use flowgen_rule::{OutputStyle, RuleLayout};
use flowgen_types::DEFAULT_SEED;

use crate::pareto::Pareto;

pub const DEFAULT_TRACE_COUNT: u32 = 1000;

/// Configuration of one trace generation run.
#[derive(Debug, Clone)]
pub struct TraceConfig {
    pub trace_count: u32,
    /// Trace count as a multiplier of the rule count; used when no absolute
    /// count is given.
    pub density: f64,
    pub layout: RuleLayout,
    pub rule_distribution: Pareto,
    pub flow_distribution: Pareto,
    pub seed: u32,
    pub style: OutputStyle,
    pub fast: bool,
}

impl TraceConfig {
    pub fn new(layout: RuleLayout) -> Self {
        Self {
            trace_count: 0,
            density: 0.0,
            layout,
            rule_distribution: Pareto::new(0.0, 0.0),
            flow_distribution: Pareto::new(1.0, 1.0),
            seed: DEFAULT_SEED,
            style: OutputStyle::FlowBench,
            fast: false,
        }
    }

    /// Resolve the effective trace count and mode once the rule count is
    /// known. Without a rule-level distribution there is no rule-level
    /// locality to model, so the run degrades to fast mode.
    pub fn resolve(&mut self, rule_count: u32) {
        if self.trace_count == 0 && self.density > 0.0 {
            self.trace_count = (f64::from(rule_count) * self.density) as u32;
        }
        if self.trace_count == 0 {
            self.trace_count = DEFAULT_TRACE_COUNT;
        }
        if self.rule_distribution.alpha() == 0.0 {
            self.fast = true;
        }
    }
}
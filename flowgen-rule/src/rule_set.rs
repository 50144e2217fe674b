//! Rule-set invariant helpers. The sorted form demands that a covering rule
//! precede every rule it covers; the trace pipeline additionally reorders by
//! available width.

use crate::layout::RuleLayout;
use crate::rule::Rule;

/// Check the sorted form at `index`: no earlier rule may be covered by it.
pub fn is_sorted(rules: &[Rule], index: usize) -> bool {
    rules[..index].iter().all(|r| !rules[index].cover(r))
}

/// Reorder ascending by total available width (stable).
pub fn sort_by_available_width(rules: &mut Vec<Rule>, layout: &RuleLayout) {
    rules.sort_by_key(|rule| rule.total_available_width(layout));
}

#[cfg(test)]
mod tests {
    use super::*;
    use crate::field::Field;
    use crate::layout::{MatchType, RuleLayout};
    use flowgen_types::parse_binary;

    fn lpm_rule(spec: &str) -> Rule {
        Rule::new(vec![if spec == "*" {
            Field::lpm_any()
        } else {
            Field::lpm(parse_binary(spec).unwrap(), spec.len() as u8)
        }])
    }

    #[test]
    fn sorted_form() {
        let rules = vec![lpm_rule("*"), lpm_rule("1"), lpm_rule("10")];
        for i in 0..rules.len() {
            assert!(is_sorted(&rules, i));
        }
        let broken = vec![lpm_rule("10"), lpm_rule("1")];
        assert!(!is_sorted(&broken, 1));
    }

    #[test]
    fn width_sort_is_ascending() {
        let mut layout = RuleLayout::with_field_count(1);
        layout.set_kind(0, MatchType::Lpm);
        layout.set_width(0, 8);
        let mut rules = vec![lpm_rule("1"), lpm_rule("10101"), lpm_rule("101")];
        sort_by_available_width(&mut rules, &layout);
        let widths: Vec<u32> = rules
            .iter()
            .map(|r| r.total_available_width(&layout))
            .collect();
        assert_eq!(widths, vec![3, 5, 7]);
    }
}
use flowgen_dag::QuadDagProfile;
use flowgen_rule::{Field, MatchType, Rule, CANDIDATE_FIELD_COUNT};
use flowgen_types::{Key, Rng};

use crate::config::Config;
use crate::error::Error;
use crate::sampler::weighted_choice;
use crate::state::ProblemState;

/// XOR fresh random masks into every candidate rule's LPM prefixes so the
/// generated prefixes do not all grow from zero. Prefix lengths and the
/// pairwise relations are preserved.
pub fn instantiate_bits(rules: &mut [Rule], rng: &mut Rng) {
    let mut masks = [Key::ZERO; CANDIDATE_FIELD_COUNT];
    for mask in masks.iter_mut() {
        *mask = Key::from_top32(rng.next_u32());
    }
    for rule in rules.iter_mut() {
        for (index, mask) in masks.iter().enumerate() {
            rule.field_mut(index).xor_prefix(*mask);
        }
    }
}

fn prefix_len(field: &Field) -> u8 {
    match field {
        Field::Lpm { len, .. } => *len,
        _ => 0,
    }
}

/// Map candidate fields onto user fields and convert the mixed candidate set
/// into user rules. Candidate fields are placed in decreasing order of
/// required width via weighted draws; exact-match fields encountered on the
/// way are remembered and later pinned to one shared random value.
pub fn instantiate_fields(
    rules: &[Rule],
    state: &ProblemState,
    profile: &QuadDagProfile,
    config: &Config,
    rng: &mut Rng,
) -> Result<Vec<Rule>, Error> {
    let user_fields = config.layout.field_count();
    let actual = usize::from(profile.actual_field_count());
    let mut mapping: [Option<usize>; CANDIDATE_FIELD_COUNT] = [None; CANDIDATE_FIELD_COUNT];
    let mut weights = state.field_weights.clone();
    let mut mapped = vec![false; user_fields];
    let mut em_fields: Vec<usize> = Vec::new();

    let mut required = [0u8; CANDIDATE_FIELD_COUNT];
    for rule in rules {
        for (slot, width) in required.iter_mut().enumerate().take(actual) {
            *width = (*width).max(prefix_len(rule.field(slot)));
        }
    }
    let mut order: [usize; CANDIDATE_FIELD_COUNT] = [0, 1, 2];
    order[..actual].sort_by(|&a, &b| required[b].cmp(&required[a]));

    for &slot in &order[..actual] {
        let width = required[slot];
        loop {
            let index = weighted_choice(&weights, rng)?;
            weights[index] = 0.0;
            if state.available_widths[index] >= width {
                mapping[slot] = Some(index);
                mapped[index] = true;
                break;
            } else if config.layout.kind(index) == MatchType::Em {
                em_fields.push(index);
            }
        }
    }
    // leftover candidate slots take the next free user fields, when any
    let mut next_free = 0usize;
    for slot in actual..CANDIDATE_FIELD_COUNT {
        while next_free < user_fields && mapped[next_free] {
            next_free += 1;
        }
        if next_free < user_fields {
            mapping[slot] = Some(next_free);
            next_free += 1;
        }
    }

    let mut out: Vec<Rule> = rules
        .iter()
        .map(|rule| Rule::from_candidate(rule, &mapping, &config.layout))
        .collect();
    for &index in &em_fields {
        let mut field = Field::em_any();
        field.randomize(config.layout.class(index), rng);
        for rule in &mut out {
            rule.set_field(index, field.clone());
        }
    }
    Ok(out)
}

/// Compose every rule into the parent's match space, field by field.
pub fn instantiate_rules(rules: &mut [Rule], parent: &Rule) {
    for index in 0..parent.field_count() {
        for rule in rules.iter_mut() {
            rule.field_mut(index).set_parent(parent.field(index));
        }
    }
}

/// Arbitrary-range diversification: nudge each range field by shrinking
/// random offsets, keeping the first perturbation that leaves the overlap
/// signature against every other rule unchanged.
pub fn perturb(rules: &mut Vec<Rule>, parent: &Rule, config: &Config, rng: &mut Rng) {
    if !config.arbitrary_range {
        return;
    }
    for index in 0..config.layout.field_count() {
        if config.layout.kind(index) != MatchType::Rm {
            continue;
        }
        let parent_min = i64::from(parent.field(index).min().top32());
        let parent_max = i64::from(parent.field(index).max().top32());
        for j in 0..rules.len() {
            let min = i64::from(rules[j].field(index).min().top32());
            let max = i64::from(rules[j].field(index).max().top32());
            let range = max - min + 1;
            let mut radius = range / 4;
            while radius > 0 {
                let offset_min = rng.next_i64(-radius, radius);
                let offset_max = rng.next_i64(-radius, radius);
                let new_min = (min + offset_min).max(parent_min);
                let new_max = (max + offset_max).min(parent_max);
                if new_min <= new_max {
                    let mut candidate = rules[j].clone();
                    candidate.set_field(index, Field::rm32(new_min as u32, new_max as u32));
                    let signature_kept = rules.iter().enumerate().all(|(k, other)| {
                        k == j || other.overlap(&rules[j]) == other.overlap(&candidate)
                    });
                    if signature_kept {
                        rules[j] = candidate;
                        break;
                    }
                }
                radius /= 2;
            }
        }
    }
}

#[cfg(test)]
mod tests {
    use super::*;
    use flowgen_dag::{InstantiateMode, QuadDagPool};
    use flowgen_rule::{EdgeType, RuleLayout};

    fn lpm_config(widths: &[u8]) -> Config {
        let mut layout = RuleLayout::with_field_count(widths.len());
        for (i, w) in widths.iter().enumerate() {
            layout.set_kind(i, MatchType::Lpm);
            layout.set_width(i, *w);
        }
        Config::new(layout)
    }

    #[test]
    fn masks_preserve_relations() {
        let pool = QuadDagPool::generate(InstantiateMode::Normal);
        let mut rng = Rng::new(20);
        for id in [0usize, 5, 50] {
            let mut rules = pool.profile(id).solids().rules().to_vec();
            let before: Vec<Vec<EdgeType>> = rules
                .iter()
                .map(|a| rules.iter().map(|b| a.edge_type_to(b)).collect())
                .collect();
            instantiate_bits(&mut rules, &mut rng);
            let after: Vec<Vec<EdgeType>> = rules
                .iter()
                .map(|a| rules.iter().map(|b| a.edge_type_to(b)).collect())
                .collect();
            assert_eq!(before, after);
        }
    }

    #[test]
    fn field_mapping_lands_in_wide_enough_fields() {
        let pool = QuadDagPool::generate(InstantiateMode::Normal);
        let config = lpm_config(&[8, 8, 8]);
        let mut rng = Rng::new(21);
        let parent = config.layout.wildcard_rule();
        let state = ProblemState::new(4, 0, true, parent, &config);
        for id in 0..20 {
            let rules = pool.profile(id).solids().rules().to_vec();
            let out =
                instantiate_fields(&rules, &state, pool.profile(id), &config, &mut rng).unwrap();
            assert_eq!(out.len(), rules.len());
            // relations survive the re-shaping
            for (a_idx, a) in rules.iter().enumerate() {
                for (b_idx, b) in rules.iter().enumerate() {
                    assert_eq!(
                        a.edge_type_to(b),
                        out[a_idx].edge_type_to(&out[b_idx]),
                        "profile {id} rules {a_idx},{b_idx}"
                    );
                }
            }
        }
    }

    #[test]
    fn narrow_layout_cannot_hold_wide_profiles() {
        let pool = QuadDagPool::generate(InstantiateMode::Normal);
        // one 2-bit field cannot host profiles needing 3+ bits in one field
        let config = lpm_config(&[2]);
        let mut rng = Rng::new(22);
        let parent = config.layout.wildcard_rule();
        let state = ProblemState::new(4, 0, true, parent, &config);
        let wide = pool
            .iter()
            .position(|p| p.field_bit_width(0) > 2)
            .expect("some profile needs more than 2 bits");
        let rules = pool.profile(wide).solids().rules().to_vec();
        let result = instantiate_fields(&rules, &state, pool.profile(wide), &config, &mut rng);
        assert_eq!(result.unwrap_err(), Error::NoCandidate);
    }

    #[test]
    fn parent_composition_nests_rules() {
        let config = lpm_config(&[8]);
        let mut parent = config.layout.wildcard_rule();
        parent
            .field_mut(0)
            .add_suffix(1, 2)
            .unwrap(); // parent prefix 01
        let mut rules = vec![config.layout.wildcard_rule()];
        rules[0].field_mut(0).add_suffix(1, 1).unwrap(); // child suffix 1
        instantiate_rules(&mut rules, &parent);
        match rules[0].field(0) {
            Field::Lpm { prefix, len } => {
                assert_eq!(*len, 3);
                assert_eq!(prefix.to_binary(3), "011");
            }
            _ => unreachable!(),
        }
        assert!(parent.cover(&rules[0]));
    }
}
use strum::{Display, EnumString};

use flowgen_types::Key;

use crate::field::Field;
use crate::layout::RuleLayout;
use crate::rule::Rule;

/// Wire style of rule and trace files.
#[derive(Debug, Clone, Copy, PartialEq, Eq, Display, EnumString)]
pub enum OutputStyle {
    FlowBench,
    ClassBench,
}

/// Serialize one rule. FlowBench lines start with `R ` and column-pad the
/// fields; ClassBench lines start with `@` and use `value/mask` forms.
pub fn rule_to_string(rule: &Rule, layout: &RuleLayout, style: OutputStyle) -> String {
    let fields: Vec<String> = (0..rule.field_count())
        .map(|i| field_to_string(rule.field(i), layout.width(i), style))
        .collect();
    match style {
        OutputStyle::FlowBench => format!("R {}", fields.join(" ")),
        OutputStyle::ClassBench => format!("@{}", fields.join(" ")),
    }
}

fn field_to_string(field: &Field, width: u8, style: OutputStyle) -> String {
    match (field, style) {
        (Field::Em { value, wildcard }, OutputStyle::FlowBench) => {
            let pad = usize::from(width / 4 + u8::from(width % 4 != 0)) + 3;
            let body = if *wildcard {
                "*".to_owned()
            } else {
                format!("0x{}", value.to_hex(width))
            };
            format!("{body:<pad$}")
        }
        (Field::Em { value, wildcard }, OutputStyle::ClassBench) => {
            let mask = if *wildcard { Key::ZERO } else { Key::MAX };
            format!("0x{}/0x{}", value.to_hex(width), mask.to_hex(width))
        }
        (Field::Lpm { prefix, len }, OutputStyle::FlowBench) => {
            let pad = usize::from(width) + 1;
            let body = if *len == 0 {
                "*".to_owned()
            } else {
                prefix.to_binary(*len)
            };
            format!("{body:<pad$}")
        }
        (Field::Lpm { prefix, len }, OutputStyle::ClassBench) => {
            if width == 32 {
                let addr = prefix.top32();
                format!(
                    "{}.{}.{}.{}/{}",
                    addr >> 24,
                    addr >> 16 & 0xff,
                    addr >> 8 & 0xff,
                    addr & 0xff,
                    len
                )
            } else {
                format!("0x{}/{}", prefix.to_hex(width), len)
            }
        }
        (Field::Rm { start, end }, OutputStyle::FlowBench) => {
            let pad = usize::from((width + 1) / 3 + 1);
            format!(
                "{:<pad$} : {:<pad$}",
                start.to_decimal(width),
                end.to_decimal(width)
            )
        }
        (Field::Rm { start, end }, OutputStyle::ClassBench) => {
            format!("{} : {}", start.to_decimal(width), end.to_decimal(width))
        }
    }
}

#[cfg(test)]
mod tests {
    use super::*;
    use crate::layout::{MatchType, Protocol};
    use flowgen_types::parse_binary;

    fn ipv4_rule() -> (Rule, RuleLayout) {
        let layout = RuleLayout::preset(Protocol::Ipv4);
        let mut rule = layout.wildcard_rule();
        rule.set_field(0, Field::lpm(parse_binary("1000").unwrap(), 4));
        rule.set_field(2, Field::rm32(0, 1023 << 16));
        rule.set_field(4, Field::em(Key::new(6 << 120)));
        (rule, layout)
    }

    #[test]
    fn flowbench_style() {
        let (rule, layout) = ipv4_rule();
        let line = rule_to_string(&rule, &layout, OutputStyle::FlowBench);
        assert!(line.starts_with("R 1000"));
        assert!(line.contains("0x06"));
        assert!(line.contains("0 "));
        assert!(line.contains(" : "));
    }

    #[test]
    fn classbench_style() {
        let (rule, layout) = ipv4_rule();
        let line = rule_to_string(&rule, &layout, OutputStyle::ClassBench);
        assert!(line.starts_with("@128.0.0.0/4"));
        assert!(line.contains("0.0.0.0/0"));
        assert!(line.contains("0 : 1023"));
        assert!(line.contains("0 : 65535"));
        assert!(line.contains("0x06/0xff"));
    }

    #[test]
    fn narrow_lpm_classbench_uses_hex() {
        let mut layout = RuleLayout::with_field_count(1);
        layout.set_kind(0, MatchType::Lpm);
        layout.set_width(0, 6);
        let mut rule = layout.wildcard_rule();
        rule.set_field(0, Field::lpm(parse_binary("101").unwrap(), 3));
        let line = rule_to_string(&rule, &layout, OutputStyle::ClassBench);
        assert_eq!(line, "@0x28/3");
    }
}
---*---
> What the exercise asks
Starting with the line above that holds "let mut next_free = 0usize;" and stopping with the line that holds "if new_min <= new_max", reproduce each line exactly, omitting all other lines.

> Task output
    let mut next_free = 0usize;
    for slot in actual..CANDIDATE_FIELD_COUNT {
        while next_free < user_fields && mapped[next_free] {
            next_free += 1;
        }
        if next_free < user_fields {
            mapping[slot] = Some(next_free);
            next_free += 1;
        }
    }

    let mut out: Vec<Rule> = rules
        .iter()
        .map(|rule| Rule::from_candidate(rule, &mapping, &config.layout))
        .collect();
    for &index in &em_fields {
        let mut field = Field::em_any();
        field.randomize(config.layout.class(index), rng);
        for rule in &mut out {
            rule.set_field(index, field.clone());
        }
    }
    Ok(out)
}

/// Compose every rule into the parent's match space, field by field.
pub fn instantiate_rules(rules: &mut [Rule], parent: &Rule) {
    for index in 0..parent.field_count() {
        for rule in rules.iter_mut() {
            rule.field_mut(index).set_parent(parent.field(index));
        }
    }
}

/// Arbitrary-range diversification: nudge each range field by shrinking
/// random offsets, keeping the first perturbation that leaves the overlap
/// signature against every other rule unchanged.
pub fn perturb(rules: &mut Vec<Rule>, parent: &Rule, config: &Config, rng: &mut Rng) {
    if !config.arbitrary_range {
        return;
    }
    for index in 0..config.layout.field_count() {
        if config.layout.kind(index) != MatchType::Rm {
            continue;
        }
        let parent_min = i64::from(parent.field(index).min().top32());
        let parent_max = i64::from(parent.field(index).max().top32());
        for j in 0..rules.len() {
            let min = i64::from(rules[j].field(index).min().top32());
            let max = i64::from(rules[j].field(index).max().top32());
            let range = max - min + 1;
            let mut radius = range / 4;
            while radius > 0 {
                let offset_min = rng.next_i64(-radius, radius);
                let offset_max = rng.next_i64(-radius, radius);
                let new_min = (min + offset_min).max(parent_min);
                let new_max = (max + offset_max).min(parent_max);
                if new_min <= new_max {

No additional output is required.